Stored data entries
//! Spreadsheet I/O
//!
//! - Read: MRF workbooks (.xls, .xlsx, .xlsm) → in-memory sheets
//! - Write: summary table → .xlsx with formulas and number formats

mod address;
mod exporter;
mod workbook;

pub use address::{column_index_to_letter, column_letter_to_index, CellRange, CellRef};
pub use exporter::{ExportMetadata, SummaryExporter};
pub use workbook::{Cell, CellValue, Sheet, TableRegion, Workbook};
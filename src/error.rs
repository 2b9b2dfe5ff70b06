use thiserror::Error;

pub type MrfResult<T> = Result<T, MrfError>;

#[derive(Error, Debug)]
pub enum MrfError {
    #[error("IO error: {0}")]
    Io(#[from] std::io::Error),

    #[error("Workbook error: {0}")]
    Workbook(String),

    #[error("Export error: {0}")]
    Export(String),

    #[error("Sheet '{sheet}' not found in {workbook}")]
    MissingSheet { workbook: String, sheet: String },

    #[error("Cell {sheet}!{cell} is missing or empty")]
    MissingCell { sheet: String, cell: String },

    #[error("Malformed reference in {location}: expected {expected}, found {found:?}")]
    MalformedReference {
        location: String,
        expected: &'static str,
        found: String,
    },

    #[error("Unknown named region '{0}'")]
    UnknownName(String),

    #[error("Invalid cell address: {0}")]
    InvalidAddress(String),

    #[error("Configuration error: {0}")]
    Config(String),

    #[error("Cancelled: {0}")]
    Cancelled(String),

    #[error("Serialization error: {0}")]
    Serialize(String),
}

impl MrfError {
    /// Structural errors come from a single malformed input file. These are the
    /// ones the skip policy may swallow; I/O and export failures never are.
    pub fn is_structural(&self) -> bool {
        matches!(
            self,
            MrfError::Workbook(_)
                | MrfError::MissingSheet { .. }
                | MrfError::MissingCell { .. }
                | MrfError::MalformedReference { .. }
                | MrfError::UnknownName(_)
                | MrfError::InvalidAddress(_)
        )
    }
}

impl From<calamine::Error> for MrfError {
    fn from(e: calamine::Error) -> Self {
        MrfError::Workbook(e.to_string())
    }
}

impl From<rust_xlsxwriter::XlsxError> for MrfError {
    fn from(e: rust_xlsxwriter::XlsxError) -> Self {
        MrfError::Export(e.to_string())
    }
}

• **What you will do**
Search the entries for the word "XlsxError" and pick out every line that holds it.

• **Solution to the exercise**
impl From<rust_xlsxwriter::XlsxError> for MrfError {
    fn from(e: rust_xlsxwriter::XlsxError) -> Self {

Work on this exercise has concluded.